WHAT THE TASK REQUIRES
Copy out each line below containing "KeeperConfig".

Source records
────────────────────────────────────────
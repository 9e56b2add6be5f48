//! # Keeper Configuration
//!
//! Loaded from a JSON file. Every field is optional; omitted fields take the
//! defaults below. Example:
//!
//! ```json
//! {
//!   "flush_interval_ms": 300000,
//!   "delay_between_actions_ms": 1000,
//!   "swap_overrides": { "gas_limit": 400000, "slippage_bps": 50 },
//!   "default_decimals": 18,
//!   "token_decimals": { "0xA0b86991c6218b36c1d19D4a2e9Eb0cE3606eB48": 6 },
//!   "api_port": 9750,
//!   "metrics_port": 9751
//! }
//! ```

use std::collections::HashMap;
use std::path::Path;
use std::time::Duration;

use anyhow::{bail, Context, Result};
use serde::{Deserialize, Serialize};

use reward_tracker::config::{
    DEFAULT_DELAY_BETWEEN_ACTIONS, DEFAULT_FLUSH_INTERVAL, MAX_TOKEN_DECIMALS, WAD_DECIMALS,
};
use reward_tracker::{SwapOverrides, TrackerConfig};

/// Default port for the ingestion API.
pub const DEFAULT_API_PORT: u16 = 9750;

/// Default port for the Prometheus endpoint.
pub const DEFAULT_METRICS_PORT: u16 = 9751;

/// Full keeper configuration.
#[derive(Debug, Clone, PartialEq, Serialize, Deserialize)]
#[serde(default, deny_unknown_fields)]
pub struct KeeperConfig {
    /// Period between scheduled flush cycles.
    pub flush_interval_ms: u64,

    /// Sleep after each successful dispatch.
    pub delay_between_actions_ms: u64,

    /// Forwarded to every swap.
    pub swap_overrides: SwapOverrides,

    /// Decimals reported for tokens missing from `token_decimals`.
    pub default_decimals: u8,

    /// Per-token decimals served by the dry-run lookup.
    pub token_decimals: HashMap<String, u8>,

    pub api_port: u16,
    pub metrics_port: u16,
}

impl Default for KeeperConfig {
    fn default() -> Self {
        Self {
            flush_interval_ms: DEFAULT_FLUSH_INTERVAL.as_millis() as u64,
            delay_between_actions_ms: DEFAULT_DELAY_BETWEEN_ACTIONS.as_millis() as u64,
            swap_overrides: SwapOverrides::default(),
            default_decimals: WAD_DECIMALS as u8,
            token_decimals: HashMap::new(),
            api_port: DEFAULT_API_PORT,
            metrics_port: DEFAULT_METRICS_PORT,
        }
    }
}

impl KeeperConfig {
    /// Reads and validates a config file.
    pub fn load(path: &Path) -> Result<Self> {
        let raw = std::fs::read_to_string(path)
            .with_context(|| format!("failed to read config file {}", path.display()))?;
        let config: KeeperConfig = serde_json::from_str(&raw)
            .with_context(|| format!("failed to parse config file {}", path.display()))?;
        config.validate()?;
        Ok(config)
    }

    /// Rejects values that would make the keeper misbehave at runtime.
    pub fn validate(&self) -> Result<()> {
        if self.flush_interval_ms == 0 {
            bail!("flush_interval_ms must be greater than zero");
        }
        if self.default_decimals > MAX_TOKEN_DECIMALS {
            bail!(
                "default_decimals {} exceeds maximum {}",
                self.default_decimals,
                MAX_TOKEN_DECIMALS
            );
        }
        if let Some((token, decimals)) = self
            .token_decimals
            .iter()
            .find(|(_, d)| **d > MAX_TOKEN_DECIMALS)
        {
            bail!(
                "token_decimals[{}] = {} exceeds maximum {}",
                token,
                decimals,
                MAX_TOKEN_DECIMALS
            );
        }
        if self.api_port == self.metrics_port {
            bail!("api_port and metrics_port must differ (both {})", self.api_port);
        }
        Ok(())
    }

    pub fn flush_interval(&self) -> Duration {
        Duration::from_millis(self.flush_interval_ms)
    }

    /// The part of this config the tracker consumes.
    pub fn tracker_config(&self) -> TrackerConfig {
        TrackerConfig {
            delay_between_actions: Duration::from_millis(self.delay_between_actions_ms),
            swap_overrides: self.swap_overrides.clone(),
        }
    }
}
────────────────────────────────────────
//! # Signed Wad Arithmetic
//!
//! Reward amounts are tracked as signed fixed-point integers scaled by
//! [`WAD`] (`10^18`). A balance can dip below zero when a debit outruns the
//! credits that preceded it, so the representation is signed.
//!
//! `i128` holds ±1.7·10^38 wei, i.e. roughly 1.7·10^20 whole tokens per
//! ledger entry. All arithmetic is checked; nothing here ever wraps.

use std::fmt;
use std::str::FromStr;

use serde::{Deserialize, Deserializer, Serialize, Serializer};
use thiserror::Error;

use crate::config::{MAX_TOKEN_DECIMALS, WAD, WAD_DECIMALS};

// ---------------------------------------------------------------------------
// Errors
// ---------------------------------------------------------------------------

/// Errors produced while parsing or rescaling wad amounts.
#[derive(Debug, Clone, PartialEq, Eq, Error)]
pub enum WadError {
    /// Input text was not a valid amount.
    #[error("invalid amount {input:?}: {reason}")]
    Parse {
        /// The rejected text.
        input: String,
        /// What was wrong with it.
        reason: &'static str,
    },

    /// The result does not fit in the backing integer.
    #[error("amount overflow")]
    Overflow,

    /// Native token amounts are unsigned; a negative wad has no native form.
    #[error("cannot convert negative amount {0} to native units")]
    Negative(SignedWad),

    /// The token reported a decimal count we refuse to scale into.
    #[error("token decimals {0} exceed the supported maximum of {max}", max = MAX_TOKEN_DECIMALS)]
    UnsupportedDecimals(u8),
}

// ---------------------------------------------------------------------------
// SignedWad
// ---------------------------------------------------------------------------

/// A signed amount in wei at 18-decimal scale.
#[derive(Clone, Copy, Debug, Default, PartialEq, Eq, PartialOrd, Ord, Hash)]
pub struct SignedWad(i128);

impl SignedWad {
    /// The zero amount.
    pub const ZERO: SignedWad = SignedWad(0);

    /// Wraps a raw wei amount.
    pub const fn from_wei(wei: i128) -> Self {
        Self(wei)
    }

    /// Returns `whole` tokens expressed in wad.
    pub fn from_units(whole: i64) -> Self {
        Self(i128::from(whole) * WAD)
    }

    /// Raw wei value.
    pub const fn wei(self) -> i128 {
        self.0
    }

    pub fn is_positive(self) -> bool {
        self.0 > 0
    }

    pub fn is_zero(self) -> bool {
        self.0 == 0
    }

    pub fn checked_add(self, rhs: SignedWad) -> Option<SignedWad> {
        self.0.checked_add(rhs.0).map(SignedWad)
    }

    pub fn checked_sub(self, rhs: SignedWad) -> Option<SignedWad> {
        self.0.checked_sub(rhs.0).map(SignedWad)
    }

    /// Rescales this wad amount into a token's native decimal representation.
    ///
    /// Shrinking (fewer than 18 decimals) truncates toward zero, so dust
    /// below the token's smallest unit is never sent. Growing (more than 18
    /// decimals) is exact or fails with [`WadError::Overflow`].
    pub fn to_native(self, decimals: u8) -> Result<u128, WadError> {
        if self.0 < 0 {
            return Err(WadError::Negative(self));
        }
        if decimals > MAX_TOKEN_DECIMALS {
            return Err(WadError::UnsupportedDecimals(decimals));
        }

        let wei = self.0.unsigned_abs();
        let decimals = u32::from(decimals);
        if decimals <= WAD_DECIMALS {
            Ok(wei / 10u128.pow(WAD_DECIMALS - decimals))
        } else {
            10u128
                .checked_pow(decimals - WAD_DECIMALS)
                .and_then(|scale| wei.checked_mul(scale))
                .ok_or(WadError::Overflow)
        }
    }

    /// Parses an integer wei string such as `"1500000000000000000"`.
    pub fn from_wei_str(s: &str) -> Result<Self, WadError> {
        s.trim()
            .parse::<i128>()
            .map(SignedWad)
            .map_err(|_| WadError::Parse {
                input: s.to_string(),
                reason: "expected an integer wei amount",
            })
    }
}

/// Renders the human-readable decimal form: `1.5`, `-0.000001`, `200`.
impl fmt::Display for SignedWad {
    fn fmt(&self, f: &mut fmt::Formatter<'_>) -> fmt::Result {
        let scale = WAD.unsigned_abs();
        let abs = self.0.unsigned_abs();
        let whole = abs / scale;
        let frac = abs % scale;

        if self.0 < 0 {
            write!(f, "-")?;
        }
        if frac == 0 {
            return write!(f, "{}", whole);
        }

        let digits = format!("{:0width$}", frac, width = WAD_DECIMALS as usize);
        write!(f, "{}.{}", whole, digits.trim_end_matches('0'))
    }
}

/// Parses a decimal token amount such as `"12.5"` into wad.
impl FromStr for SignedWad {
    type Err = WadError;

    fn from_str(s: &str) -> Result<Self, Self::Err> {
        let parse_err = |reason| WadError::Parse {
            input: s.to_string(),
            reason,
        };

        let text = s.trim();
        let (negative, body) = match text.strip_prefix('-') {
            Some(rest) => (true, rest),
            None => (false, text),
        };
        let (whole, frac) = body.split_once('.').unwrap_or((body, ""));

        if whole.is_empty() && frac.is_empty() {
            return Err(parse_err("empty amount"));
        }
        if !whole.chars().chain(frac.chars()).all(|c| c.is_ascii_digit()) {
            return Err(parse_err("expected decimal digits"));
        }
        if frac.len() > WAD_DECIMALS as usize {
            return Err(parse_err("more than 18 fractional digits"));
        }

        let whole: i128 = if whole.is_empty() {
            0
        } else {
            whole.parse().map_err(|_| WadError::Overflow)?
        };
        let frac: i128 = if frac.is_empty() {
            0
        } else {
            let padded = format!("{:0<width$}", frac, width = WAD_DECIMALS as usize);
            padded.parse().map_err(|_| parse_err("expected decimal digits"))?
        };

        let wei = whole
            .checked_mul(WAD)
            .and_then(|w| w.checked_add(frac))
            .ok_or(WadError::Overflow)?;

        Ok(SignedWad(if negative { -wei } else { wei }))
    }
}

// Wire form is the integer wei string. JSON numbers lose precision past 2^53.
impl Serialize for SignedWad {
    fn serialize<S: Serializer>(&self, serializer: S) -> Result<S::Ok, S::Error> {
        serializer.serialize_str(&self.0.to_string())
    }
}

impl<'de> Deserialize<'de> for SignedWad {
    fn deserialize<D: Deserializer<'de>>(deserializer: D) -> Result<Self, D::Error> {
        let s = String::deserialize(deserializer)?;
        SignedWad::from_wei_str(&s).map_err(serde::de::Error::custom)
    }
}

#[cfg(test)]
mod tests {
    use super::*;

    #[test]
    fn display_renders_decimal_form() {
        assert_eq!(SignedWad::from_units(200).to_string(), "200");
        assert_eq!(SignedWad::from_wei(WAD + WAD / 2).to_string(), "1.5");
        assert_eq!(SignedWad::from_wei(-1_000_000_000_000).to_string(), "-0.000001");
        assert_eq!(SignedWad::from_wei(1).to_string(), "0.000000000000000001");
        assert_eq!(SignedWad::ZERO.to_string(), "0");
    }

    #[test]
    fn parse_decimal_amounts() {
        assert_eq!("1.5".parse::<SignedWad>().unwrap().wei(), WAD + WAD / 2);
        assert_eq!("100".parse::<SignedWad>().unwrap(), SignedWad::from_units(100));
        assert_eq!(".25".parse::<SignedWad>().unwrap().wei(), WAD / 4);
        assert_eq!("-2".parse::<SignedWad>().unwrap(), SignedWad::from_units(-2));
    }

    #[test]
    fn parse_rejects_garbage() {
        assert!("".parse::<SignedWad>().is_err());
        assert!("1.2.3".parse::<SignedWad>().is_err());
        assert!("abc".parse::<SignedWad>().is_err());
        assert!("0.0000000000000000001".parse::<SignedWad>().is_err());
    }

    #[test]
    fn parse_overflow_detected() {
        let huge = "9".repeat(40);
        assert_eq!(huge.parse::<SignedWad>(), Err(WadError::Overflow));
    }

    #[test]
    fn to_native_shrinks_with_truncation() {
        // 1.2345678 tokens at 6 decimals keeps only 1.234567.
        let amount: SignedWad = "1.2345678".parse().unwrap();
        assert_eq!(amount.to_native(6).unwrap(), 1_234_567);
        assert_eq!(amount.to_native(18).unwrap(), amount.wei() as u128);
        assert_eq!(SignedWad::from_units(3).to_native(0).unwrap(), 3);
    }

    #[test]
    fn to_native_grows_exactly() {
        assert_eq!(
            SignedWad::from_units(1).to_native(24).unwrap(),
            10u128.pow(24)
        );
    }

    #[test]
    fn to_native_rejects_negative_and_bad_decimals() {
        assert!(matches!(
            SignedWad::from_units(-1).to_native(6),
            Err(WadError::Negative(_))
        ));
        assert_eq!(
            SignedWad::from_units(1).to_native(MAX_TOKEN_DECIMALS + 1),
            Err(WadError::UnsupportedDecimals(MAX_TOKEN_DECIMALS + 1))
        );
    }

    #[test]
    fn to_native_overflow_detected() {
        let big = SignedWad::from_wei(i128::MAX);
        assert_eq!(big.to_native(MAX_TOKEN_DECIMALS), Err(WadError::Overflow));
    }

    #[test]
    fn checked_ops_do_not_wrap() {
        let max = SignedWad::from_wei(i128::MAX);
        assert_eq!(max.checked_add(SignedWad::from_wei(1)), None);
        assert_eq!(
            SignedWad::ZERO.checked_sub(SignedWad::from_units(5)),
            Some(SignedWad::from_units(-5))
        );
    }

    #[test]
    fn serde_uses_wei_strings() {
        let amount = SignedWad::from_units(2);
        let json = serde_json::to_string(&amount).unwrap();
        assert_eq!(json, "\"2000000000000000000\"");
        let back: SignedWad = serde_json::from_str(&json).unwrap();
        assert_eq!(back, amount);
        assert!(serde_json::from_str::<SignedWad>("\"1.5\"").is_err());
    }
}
────────────────────────────────────────
TASK SOLUTION
pub struct KeeperConfig {
impl Default for KeeperConfig {
impl KeeperConfig {
        let config: KeeperConfig = serde_json::from_str(&raw)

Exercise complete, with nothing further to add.